Janet Kalush and I are kindred spirits. We are both of Lebanese heritage and are both lovers of Lebanese food. While examining the recipes of Kibbee 'n' Spice and Everything Nice my ample Semitic nose went on a journey of wonderful aromas and tastes from my childhood. I grew up in Toledo, Ohio. My parents were both 100% Lebanese, and my mother was a 100% great Lebanese cook. Although my parents lived on a meager weekly salary earned by my father as a meat cutter and my mother as a seamstress, we ate like royalty.
On Sundays after church, dinner at our home was the highlight of the week. All our relatives - uncles, aunts, cousins, and Sittee (Grandmother) and Jidou (Grandfather), if they were in town - would wind up at our house for drinks, mezza, and an unbelievable feast. The beginning was hummus with tahini, baba ghanoug, lift, olives, gibnee, sliced tomatoes, sliced cucumbers, and lots of syrian (pita) bread.
There were soft drinks for the children and arak and whiskey for the adults. Then came the main course. . . raw kibbee AND baked kibbee, koosa, djaj ma limoon, roz b shiriah, imjaddrah, lubee ah laham, warek eenab, hashwa, yabrak malfoof, sheigh il mihshee, and plenty of salata. . . and of course laban. I'll let you look up the English translations so you'll be overwhelmed at the variety and quantity of our Sunday meal. And we had leftovers even after sending care packages home with some of the relatives.

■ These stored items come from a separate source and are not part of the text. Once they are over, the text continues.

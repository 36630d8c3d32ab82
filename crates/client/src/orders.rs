//! Typed client for the order service (resource family B).

use vitrine_core::{CreateOrderRequest, Order};

use crate::dispatcher::Dispatcher;
use crate::error::ApiResult;

/// Operations on `/api/commandes`.
#[derive(Debug, Clone)]
pub struct OrderClient {
    dispatcher: Dispatcher,
}

impl OrderClient {
    pub fn new(dispatcher: Dispatcher) -> Self {
        Self { dispatcher }
    }

    /// The calling user's own orders.
    pub async fn mine(&self) -> ApiResult<Vec<Order>> {
        self.dispatcher.get("/api/commandes").await
    }

    /// Every order in the system. Privileged; non-admin callers get 403.
    pub async fn all(&self) -> ApiResult<Vec<Order>> {
        self.dispatcher.get("/api/commandes/all").await
    }

    pub async fn get(&self, id: i64) -> ApiResult<Order> {
        self.dispatcher.get(&format!("/api/commandes/{id}")).await
    }

    /// Submit a new order. The service assigns the id, timestamps it,
    /// computes the authoritative total and decrements stock.
    pub async fn create(&self, request: &CreateOrderRequest) -> ApiResult<Order> {
        self.dispatcher.post("/api/commandes", request).await
    }
}
//! Typed client for the product service (resource family A).

use vitrine_core::{Product, ProductInput};

use crate::dispatcher::Dispatcher;
use crate::error::ApiResult;

/// Operations on `/api/produits`.
///
/// Create/update/delete are admin-gated by the access policy on the UI
/// side; the service enforces the same rule authoritatively and answers
/// 403 if a request slips through anyway.
#[derive(Debug, Clone)]
pub struct ProductClient {
    dispatcher: Dispatcher,
}

impl ProductClient {
    pub fn new(dispatcher: Dispatcher) -> Self {
        Self { dispatcher }
    }

    /// Fetch the full catalog. Always a complete reload, no incremental diff.
    pub async fn list(&self) -> ApiResult<Vec<Product>> {
        self.dispatcher.get("/api/produits").await
    }

    pub async fn get(&self, id: i64) -> ApiResult<Product> {
        self.dispatcher.get(&format!("/api/produits/{id}")).await
    }

    pub async fn create(&self, input: &ProductInput) -> ApiResult<Product> {
        self.dispatcher.post("/api/produits", input).await
    }

    pub async fn update(&self, id: i64, input: &ProductInput) -> ApiResult<Product> {
        self.dispatcher.put(&format!("/api/produits/{id}"), input).await
    }

    pub async fn delete(&self, id: i64) -> ApiResult<()> {
        self.dispatcher.delete(&format!("/api/produits/{id}")).await
    }
}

My, oh my, how I remember that bouquet from my childhood. . . the smell of garlic, olive oil, lemon, mint, zata. . . . And my, oh my, how I remember the sights of those mouth - watering dishes - the sign of the cross in the middle of a plate of raw kibbee, the steam coming from the lubee and rice, and from the grapeleaf and cabbage rolls. . . the story telling and laughter from all who gathered. It was a blessed event on a blessed day.
I hope Janet's cookbook will take you on a similar journey of great memories and delicious food.